ByteByteFork
ByteByteFork
ByteByteFork is ByteByteJump with (pseudo) multithreading.
Compared to ByteByteJump, I believe it doesn't bring anything special to the table, in terms of computation. But, with a little love, it could probably look like the famous green digital rain effect seen in The Matrix, which would be pretty cool.
Then, making a MUD or an Interactive Fiction out of it would be quite challenging.
Overview
Each instruction consists of 3 addresses A B C.
A is the source address, B is the destination address, and C is the fork address.
There are several execution threads. It works like ByteByteJump, except that instead of jumping, threads fork themselves. After copying the content of address A to address B, the parent thread jumps to the next instruction, while a new thread appears at the fork address C.
Terminate a thread
If A and B point to the same address, the thread is terminated.
Inhibit forking
If C is pointing to the address of the next instruction (where the parent thread will jump), then no forking happens.
Reading conflicts
There are several options.
If one thread reads a cell while other ones are writing it, the value-before-writing could be read, so the order in which threads are actually executed wouldn't matter much. Of course, this is ok for a high level implementation.
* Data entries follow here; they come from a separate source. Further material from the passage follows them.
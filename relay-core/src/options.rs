//! User options and the configuration page round trip.
//!
//! The configuration page receives the current options as query parameters
//! and, when closed, hands back a percent-encoded JSON object. Values from the
//! page are loosely typed (`"false"`, `"on"`, `1`), so deserialization here is
//! lenient.

use anyhow::{Context, Result, anyhow};
use serde::{Deserialize, Deserializer, Serialize, de};
use std::sync::Mutex;
use url::Url;

use crate::temperature::TemperatureUnit;

/// Response sent by the configuration page when the user backs out.
const CANCELLED: &str = "CANCELLED";

#[derive(Debug, Clone, PartialEq, Serialize, Deserialize)]
#[serde(default)]
pub struct UserOptions {
    #[serde(deserialize_with = "lenient_bool")]
    pub use_gps: bool,
    /// Place name used when `use_gps` is off.
    pub location: String,
    pub units: TemperatureUnit,
    #[serde(deserialize_with = "lenient_bool")]
    pub invert_color: bool,
}

impl Default for UserOptions {
    fn default() -> Self {
        Self {
            use_gps: true,
            location: String::new(),
            units: TemperatureUnit::Fahrenheit,
            invert_color: false,
        }
    }
}

impl UserOptions {
    /// Parse the configuration page's close response.
    ///
    /// Returns `Ok(None)` when the page was dismissed without saving.
    pub fn from_webview_response(response: &str) -> Result<Option<Self>> {
        let trimmed = response.trim();
        if trimmed.is_empty() || trimmed == CANCELLED {
            return Ok(None);
        }

        let decoded = urlencoding::decode(trimmed)
            .context("Configuration response is not valid percent-encoded UTF-8")?;

        let options = serde_json::from_str(&decoded)
            .with_context(|| format!("Failed to parse configuration response: {decoded}"))?;

        Ok(Some(options))
    }

    /// URL of the configuration page with the current options attached.
    pub fn config_page_url(&self, base: &str) -> Result<Url> {
        let mut url =
            Url::parse(base).with_context(|| format!("Invalid configuration page URL: {base}"))?;

        url.query_pairs_mut()
            .append_pair("use_gps", bool_str(self.use_gps))
            .append_pair("location", &self.location)
            .append_pair("units", self.units.as_str())
            .append_pair("invert_color", bool_str(self.invert_color));

        Ok(url)
    }
}

fn bool_str(value: bool) -> &'static str {
    if value { "true" } else { "false" }
}

fn lenient_bool<'de, D: Deserializer<'de>>(deserializer: D) -> Result<bool, D::Error> {
    #[derive(Deserialize)]
    #[serde(untagged)]
    enum Flag {
        Bool(bool),
        Int(i64),
        Text(String),
    }

    match Flag::deserialize(deserializer)? {
        Flag::Bool(b) => Ok(b),
        Flag::Int(0) => Ok(false),
        Flag::Int(1) => Ok(true),
        Flag::Int(n) => Err(de::Error::custom(format!("expected 0 or 1, got {n}"))),
        Flag::Text(s) => match s.trim().to_lowercase().as_str() {
            "true" | "on" | "yes" | "1" => Ok(true),
            "false" | "off" | "no" | "0" | "" => Ok(false),
            other => Err(de::Error::custom(format!("expected a boolean, got '{other}'"))),
        },
    }
}

/// Device-local persistence for [`UserOptions`].
pub trait OptionsStore: Send + Sync {
    fn load(&self) -> Result<UserOptions>;
    fn save(&self, options: &UserOptions) -> Result<()>;
}

/// In-process store, for embedding and tests.
#[derive(Debug, Default)]
pub struct MemoryOptionsStore {
    options: Mutex<UserOptions>,
}

impl MemoryOptionsStore {
    pub fn new(options: UserOptions) -> Self {
        Self { options: Mutex::new(options) }
    }
}

impl OptionsStore for MemoryOptionsStore {
    fn load(&self) -> Result<UserOptions> {
        self.options
            .lock()
            .map(|o| o.clone())
            .map_err(|_| anyhow!("options store lock poisoned"))
    }

    fn save(&self, options: &UserOptions) -> Result<()> {
        let mut guard = self.options.lock().map_err(|_| anyhow!("options store lock poisoned"))?;
        *guard = options.clone();
        Ok(())
    }
}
In a low level implementation, copy operations would rather be applied one by one, and the threads order of execution would matter.
I think the low level "straight" version is fine.
Writing conflicts
There are several options.
If several threads are supposed to write different things at the same place at the same time, which one should be written? One way of doing it would be to choose the oldest writing thread. This would require keeping track of the order of creation of threads. Another way would be to make a random choice, which would introduce non-determinism into the recipe. Finally, in a low level implementation, we could just write as we go.
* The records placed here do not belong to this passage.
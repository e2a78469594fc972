use crate::model::FailureKind;

/// Geolocation failures. Codes mirror the browser geolocation API.
#[derive(Debug, Clone, PartialEq, thiserror::Error)]
pub enum LocationError {
    #[error("Location permission denied")]
    PermissionDenied,
    #[error("Location unavailable: {0}")]
    Unavailable(String),
    #[error("Location request timed out after {0} ms")]
    Timeout(u64),
}

impl LocationError {
    pub fn code(&self) -> u8 {
        match self {
            LocationError::PermissionDenied => 1,
            LocationError::Unavailable(_) => 2,
            LocationError::Timeout(_) => 3,
        }
    }
}

/// Weather provider failures.
#[derive(Debug, thiserror::Error)]
pub enum FetchError {
    #[error("Request to {provider} failed: {source}")]
    Network {
        provider: &'static str,
        #[source]
        source: reqwest::Error,
    },
    #[error("{provider} request failed with status {status}: {body}")]
    Status {
        provider: &'static str,
        status: reqwest::StatusCode,
        body: String,
    },
    #[error("Failed to parse {provider} response: {message}")]
    Parse {
        provider: &'static str,
        message: String,
    },
}

impl FetchError {
    /// The request URL carries the API key, so it is dropped from the error.
    pub(crate) fn network(provider: &'static str, source: reqwest::Error) -> Self {
        FetchError::Network { provider, source: source.without_url() }
    }

    pub(crate) fn parse(provider: &'static str, message: impl Into<String>) -> Self {
        FetchError::Parse { provider, message: message.into() }
    }
}

/// Anything that prevents a reading from reaching the watch.
#[derive(Debug, thiserror::Error)]
pub enum RelayError {
    #[error(transparent)]
    Location(#[from] LocationError),
    #[error(transparent)]
    Fetch(#[from] FetchError),
}

impl RelayError {
    pub fn kind(&self) -> FailureKind {
        match self {
            RelayError::Location(_) => FailureKind::Location,
            RelayError::Fetch(_) => FailureKind::Fetch,
        }
    }
}

#[cfg(test)]
mod tests {
    use super::*;

    #[test]
    fn location_error_codes() {
        assert_eq!(LocationError::PermissionDenied.code(), 1);
        assert_eq!(LocationError::Unavailable("no fix".into()).code(), 2);
        assert_eq!(LocationError::Timeout(15_000).code(), 3);
        assert_eq!(
            LocationError::Timeout(15_000).to_string(),
            "Location request timed out after 15000 ms"
        );
    }
}
mod common;

use common::{openweather_body, yahoo_forecast_body, yahoo_place_body};
use weather_relay_core::{
    FetchError, LocationQuery, ProviderConditionCode, TemperatureUnit, WeatherProvider,
    provider::{
        openweather::{OpenWeatherProvider, OwCondition, UnitMode},
        yahoo::YahooProvider,
    },
};
use wiremock::{
    Mock, MockServer, ResponseTemplate,
    matchers::{method, path, query_param},
};

const YQL_PATH: &str = "/v1/public/yql";

#[tokio::test]
async fn openweather_place_query_uses_requested_unit() {
    let server = MockServer::start().await;

    Mock::given(method("GET"))
        .and(path("/data/2.5/weather"))
        .and(query_param("q", "Paris"))
        .and(query_param("units", "metric"))
        .respond_with(ResponseTemplate::new(200).set_body_json(openweather_body("Paris", 12.6, 500, "10d")))
        .expect(1)
        .mount(&server)
        .await;

    let provider = OpenWeatherProvider::new(None).with_base_url(server.uri());
    let reading = provider
        .get_weather(&LocationQuery::Place("Paris".into()), TemperatureUnit::Celsius)
        .await
        .expect("reading");

    assert_eq!(reading.temperature, 13);
    assert_eq!(reading.unit, TemperatureUnit::Celsius);
    assert_eq!(reading.condition, ProviderConditionCode::IconCode("10d".into()));
    assert_eq!(reading.location_name.as_deref(), Some("Paris"));
}

#[tokio::test]
async fn openweather_kelvin_mode_converts_locally() {
    let server = MockServer::start().await;

    Mock::given(method("GET"))
        .and(path("/data/2.5/weather"))
        .and(query_param("lat", "45.5"))
        .and(query_param("lon", "-122.5"))
        .and(query_param("appid", "KEY"))
        .respond_with(ResponseTemplate::new(200).set_body_json(openweather_body("Portland", 293.15, 801, "02d")))
        .mount(&server)
        .await;

    let provider = OpenWeatherProvider::new(Some("KEY".into()))
        .with_base_url(server.uri())
        .with_unit_mode(UnitMode::Kelvin)
        .with_condition(OwCondition::WeatherId);

    let reading = provider
        .get_weather(
            &LocationQuery::Coordinates { latitude: 45.5, longitude: -122.5 },
            TemperatureUnit::Fahrenheit,
        )
        .await
        .expect("reading");

    assert_eq!(reading.temperature, 68);
    assert_eq!(reading.condition, ProviderConditionCode::WeatherId(801));

    let requests = server.received_requests().await.unwrap();
    assert!(requests[0].url.query_pairs().all(|(k, _)| k != "units"));
}

#[tokio::test]
async fn openweather_error_status_is_a_fetch_error() {
    let server = MockServer::start().await;

    Mock::given(method("GET"))
        .and(path("/data/2.5/weather"))
        .respond_with(ResponseTemplate::new(401).set_body_string(r#"{"cod":401,"message":"Invalid API key"}"#))
        .mount(&server)
        .await;

    let provider = OpenWeatherProvider::new(None).with_base_url(server.uri());
    let err = provider
        .get_weather(&LocationQuery::Place("Paris".into()), TemperatureUnit::Celsius)
        .await
        .unwrap_err();

    match err {
        FetchError::Status { status, body, .. } => {
            assert_eq!(status.as_u16(), 401);
            assert!(body.contains("Invalid API key"));
        }
        other => panic!("expected status error, got {other:?}"),
    }
}

#[tokio::test]
async fn openweather_without_weather_entries_is_a_parse_error() {
    let server = MockServer::start().await;

    Mock::given(method("GET"))
        .and(path("/data/2.5/weather"))
        .respond_with(ResponseTemplate::new(200).set_body_json(serde_json::json!({
            "name": "Nowhere",
            "main": { "temp": 1.0 },
            "weather": []
        })))
        .mount(&server)
        .await;

    let provider = OpenWeatherProvider::new(None).with_base_url(server.uri());
    let err = provider
        .get_weather(&LocationQuery::Place("Nowhere".into()), TemperatureUnit::Celsius)
        .await
        .unwrap_err();

    assert!(matches!(err, FetchError::Parse { .. }), "{err:?}");
}

#[tokio::test]
async fn openweather_malformed_json_is_a_parse_error() {
    let server = MockServer::start().await;

    Mock::given(method("GET"))
        .respond_with(ResponseTemplate::new(200).set_body_string("<html>gateway</html>"))
        .mount(&server)
        .await;

    let provider = OpenWeatherProvider::new(None).with_base_url(server.uri());
    let err = provider
        .get_weather(&LocationQuery::Place("Paris".into()), TemperatureUnit::Fahrenheit)
        .await
        .unwrap_err();

    assert!(matches!(err, FetchError::Parse { .. }), "{err:?}");
}

#[tokio::test]
async fn yahoo_looks_up_place_then_forecast() {
    let server = MockServer::start().await;

    Mock::given(method("GET"))
        .and(path(YQL_PATH))
        .and(query_param("q", "select woeid from geo.places(1) where text=\"Paris\""))
        .and(query_param("format", "json"))
        .respond_with(ResponseTemplate::new(200).set_body_json(yahoo_place_body("615702")))
        .expect(1)
        .mount(&server)
        .await;

    Mock::given(method("GET"))
        .and(path(YQL_PATH))
        .and(query_param(
            "q",
            "select item.condition, location from weather.forecast where woeid=615702 and u='c'",
        ))
        .respond_with(ResponseTemplate::new(200).set_body_json(yahoo_forecast_body("Paris", "28", "14")))
        .expect(1)
        .mount(&server)
        .await;

    let provider = YahooProvider::with_base_url(server.uri());
    let reading = provider
        .get_weather(&LocationQuery::Place("Paris".into()), TemperatureUnit::Celsius)
        .await
        .expect("reading");

    assert_eq!(reading.temperature, 14);
    assert_eq!(reading.condition, ProviderConditionCode::ConditionCode(28));
    assert_eq!(reading.location_name.as_deref(), Some("Paris"));
}

#[tokio::test]
async fn yahoo_unknown_place_is_a_parse_error() {
    let server = MockServer::start().await;

    Mock::given(method("GET"))
        .and(path(YQL_PATH))
        .respond_with(ResponseTemplate::new(200).set_body_json(serde_json::json!({
            "query": { "count": 0, "results": null }
        })))
        .expect(1)
        .mount(&server)
        .await;

    let provider = YahooProvider::with_base_url(server.uri());
    let err = provider
        .get_weather(&LocationQuery::Place("Atlantis".into()), TemperatureUnit::Fahrenheit)
        .await
        .unwrap_err();

    assert!(err.to_string().contains("Atlantis"), "{err}");
}

#[tokio::test]
async fn network_error_does_not_leak_api_key() {
    let closed_port = std::net::TcpListener::bind("127.0.0.1:0")
        .and_then(|listener| listener.local_addr())
        .expect("free port")
        .port();

    let provider = OpenWeatherProvider::new(Some("SECRETKEY".into()))
        .with_base_url(format!("http://127.0.0.1:{closed_port}"));
    let err = provider
        .get_weather(&LocationQuery::Place("Paris".into()), TemperatureUnit::Celsius)
        .await
        .unwrap_err();

    assert!(matches!(err, FetchError::Network { provider: "openweather", .. }), "{err:?}");
    assert!(!err.to_string().contains("SECRETKEY"), "{err}");
    assert!(!format!("{err:?}").contains("SECRETKEY"), "{err:?}");
}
I think the low level "straight" version is fine.
I/O
Could be something like:
- If zero is used as copy address A, then one byte is read from input and written to the destination address B.
- If zero is used as destination address B, then the byte the copy address A points to is sent to output.
(not implemented)
Implementation
A Freepascal implementation is given here:
https://github.com/dissolvd-E/rainline/blob/master/rainline.pp
This version uses byte addressing, with 3-bytes addresses, and a 16MiB memory. The threads' Instruction Pointers are stored at the beginning of the memory (the first thread's IP must be located at address 3), followed by a zero value which marks the end of the IP zone and the beginning of the data/code zone. When the source address and the destination address of an instruction are the same, the thread is marked as being terminated, by making its IP point to its own address. When the fork address is the address of the next instruction, no forking happens.
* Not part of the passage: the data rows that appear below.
use anyhow::{Context, Result};
use clap::{Parser, Subcommand};
use inquire::{Confirm, Select, Text};
use std::path::{Path, PathBuf};
use tokio::{
    io::{AsyncBufReadExt, BufReader},
    sync::mpsc,
    task::JoinHandle,
};
use weather_relay_core::{
    Config, Encoding, FileOptionsStore, JsonLinesBridge, ProviderId, Relay, RelayEvent,
    TemperatureUnit, location_from_config, provider_from_config, spawn_timer,
};

/// Top-level CLI struct.
#[derive(Debug, Parser)]
#[command(name = "weather-relay", version, about = "Watchface weather relay")]
pub struct Cli {
    /// Config file to use instead of the platform default.
    #[arg(long, global = true)]
    pub config: Option<PathBuf>,

    /// Log at debug level unless RUST_LOG says otherwise.
    #[arg(short, long, global = true)]
    pub verbose: bool,

    #[command(subcommand)]
    pub command: Command,
}

#[derive(Debug, Subcommand)]
pub enum Command {
    /// Fetch once and print the device message.
    Fetch,

    /// Relay host events from stdin.
    ///
    /// One event per line: `ready`, `refresh`, or `config <response>`. When
    /// stdin closes the periodic refresh keeps running until Ctrl-C.
    Run {
        /// Do not start the periodic refresh timer.
        #[arg(long)]
        no_timer: bool,
    },

    /// Interactively choose provider, units and location.
    Configure,

    /// Print the configuration page URL for the current options.
    ConfigUrl,

    /// Apply a configuration page response, then fetch.
    ApplyConfig {
        /// Percent-encoded JSON returned by the configuration page.
        response: String,
    },
}

impl Cli {
    pub async fn run(self) -> Result<()> {
        let path = match self.config {
            Some(path) => path,
            None => Config::config_file_path()?,
        };

        match self.command {
            Command::Fetch => {
                let config = Config::load_from(&path)?;
                let relay = build_relay(&config, &path)?;
                relay.refresh().await;
            }
            Command::Run { no_timer } => {
                let config = Config::load_from(&path)?;
                let relay = build_relay(&config, &path)?;
                let interval = if no_timer { None } else { config.relay.refresh_interval() };
                run_relay(relay, interval).await;
            }
            Command::Configure => {
                let mut config = Config::load_from(&path)?;
                configure(&mut config)?;
                config.save_to(&path)?;
                println!("Configuration saved to {}", path.display());
            }
            Command::ConfigUrl => {
                let config = Config::load_from(&path)?;
                let url = config.options.config_page_url(&config.relay.config_page)?;
                println!("{url}");
            }
            Command::ApplyConfig { response } => {
                let config = Config::load_from(&path)?;
                let relay = build_relay(&config, &path)?;
                if relay.handle(RelayEvent::WebviewClosed(response)).await.is_none() {
                    anyhow::bail!("Configuration response was cancelled or could not be parsed");
                }
            }
        }

        Ok(())
    }
}

fn build_relay(config: &Config, path: &Path) -> Result<Relay> {
    let provider = provider_from_config(config)?;
    let locator = location_from_config(&config.location);
    let bridge = JsonLinesBridge::stdout();
    let store = FileOptionsStore::new(path);

    let relay = Relay::new(provider, locator, Box::new(bridge), Box::new(store))?
        .with_position_options(config.location.position_options());

    Ok(relay)
}

async fn run_relay(relay: Relay, interval: Option<std::time::Duration>) {
    let (tx, rx) = mpsc::channel(16);

    if tx.send(RelayEvent::Ready).await.is_err() {
        return;
    }

    let timer = interval.map(|period| {
        tracing::info!(minutes = period.as_secs() / 60, "periodic refresh enabled");
        spawn_timer(tx.clone(), period)
    });

    let reader = tokio::spawn(read_host_events(tx));

    tokio::join!(relay.run(rx), wait_for_shutdown(reader, timer, interrupted()));
}

/// Wait for stdin to close. With a timer running, keep refreshing until
/// `shutdown` resolves; the relay stops once both senders are gone.
async fn wait_for_shutdown(
    reader: JoinHandle<()>,
    timer: Option<JoinHandle<()>>,
    shutdown: impl Future<Output = ()>,
) {
    if let Err(e) = reader.await {
        tracing::warn!("stdin reader stopped: {e}");
    }

    if let Some(timer) = timer {
        tracing::info!("stdin closed; periodic refresh continues until interrupted");
        shutdown.await;
        timer.abort();
    }
}

async fn interrupted() {
    if let Err(e) = tokio::signal::ctrl_c().await {
        tracing::warn!("failed to listen for interrupt: {e}");
        std::future::pending::<()>().await;
    }
    tracing::info!("interrupted; stopping relay");
}

async fn read_host_events(tx: mpsc::Sender<RelayEvent>) {
    let mut lines = BufReader::new(tokio::io::stdin()).lines();

    loop {
        match lines.next_line().await {
            Ok(Some(line)) => {
                let Some(event) = parse_host_event(&line) else {
                    if !line.trim().is_empty() {
                        tracing::warn!(line = %line, "unrecognised host event");
                    }
                    continue;
                };
                if tx.send(event).await.is_err() {
                    break;
                }
            }
            Ok(None) => break,
            Err(e) => {
                tracing::warn!("failed to read stdin: {e}");
                break;
            }
        }
    }
}

fn parse_host_event(line: &str) -> Option<RelayEvent> {
    let line = line.trim();
    let (head, rest) = line.split_once(char::is_whitespace).unwrap_or((line, ""));

    match head.to_lowercase().as_str() {
        "ready" => Some(RelayEvent::Ready),
        "refresh" | "appmessage" => Some(RelayEvent::AppMessage),
        "config" | "webviewclosed" => Some(RelayEvent::WebviewClosed(rest.trim().to_string())),
        _ => None,
    }
}

fn configure(config: &mut Config) -> Result<()> {
    let provider = Select::new("Weather provider:", ProviderId::all().to_vec())
        .prompt()
        .context("Provider selection cancelled")?;
    config.set_provider(provider);

    if provider == ProviderId::OpenWeather {
        let encoding = Select::new(
            "Watchface icon set:",
            vec![Encoding::IconCode.as_str(), Encoding::WeatherId.as_str()],
        )
        .prompt()
        .context("Icon set selection cancelled")?;
        config.provider.encoding = Encoding::try_from(encoding)?;

        let key = Text::new("OpenWeather API key (leave empty for none):")
            .with_default(config.provider.api_key.as_deref().unwrap_or(""))
            .prompt()
            .context("API key entry cancelled")?;
        config.provider.api_key = Some(key.trim().to_string()).filter(|k| !k.is_empty());
    }

    let units = Select::new(
        "Temperature unit:",
        vec![TemperatureUnit::Fahrenheit, TemperatureUnit::Celsius],
    )
    .prompt()
    .context("Unit selection cancelled")?;
    config.options.units = units;

    config.options.use_gps = Confirm::new("Use current position?")
        .with_default(config.options.use_gps)
        .prompt()
        .context("Location choice cancelled")?;

    if !config.options.use_gps {
        let location = Text::new("Location name:")
            .with_default(&config.options.location)
            .prompt()
            .context("Location entry cancelled")?;
        config.options.location = location.trim().to_string();
    }

    config.options.invert_color = Confirm::new("Invert watchface colours?")
        .with_default(config.options.invert_color)
        .prompt()
        .context("Colour choice cancelled")?;

    Ok(())
}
This implementation is minimal and CLI based. Its purpose is to clarify the definition of the language.
Session sample
Rainline (w)ord-input (i)nstruction-input (d)ump-words (o)utput-instructions (s)tep (q)uit > i Enter: Address (aligned) > 9 Enter: Source Destination Fork (space-separated) > 27 30 18 [9] Source:27 Destination:30 Fork:18 (w)ord-input (i)nstruction-input (d)ump-words (o)utput-instructions (s)tep (q)uit > w Enter: Address Content (space-separated) > 27 55 (w)ord-input (i)nstruction-input (d)ump-words (o)utput-instructions (s)tep (q)uit > w Enter: Address Content (space-separated) > 3 9 (w)ord-input (i)nstruction-input (d)ump-words (o)utput-instructions (s)tep (q)uit > o Enter: Start (aligned) > 0 Enter: Length > 5 [0] Source:0 Destination:9 Fork:0 [9] Source:27 Destination:30 Fork:18 [18] Source:0 Destination:0 Fork:0 [27] Source:55 Destination:0 Fork:0 [36] Source:0 Destination:0 Fork:0 (w)ord-input (i)nstruction-input (d)ump-words (o)utput-instructions (s)tep (q)uit > s (w)ord-input (i)nstruction-input (d)ump-words (o)utput-instructions (s)tep (q)uit > o Enter: Start (aligned) > 0 Enter: Length > 5 [0] Source:0 Destination:18 Fork:0 [9] Source:27 Destination:30 Fork:18 [18] Source:0 Destination:0 Fork:0 [27] Source:55 Destination:55 Fork:0 [36] Source:0 Destination:0 Fork:0 (w)ord-input (i)nstruction-input (d)ump-words (o)utput-instructions (s)tep (q)uit > q
Variant
Instead of simply copying a byte from A to B, we could add 1 to the copied byte.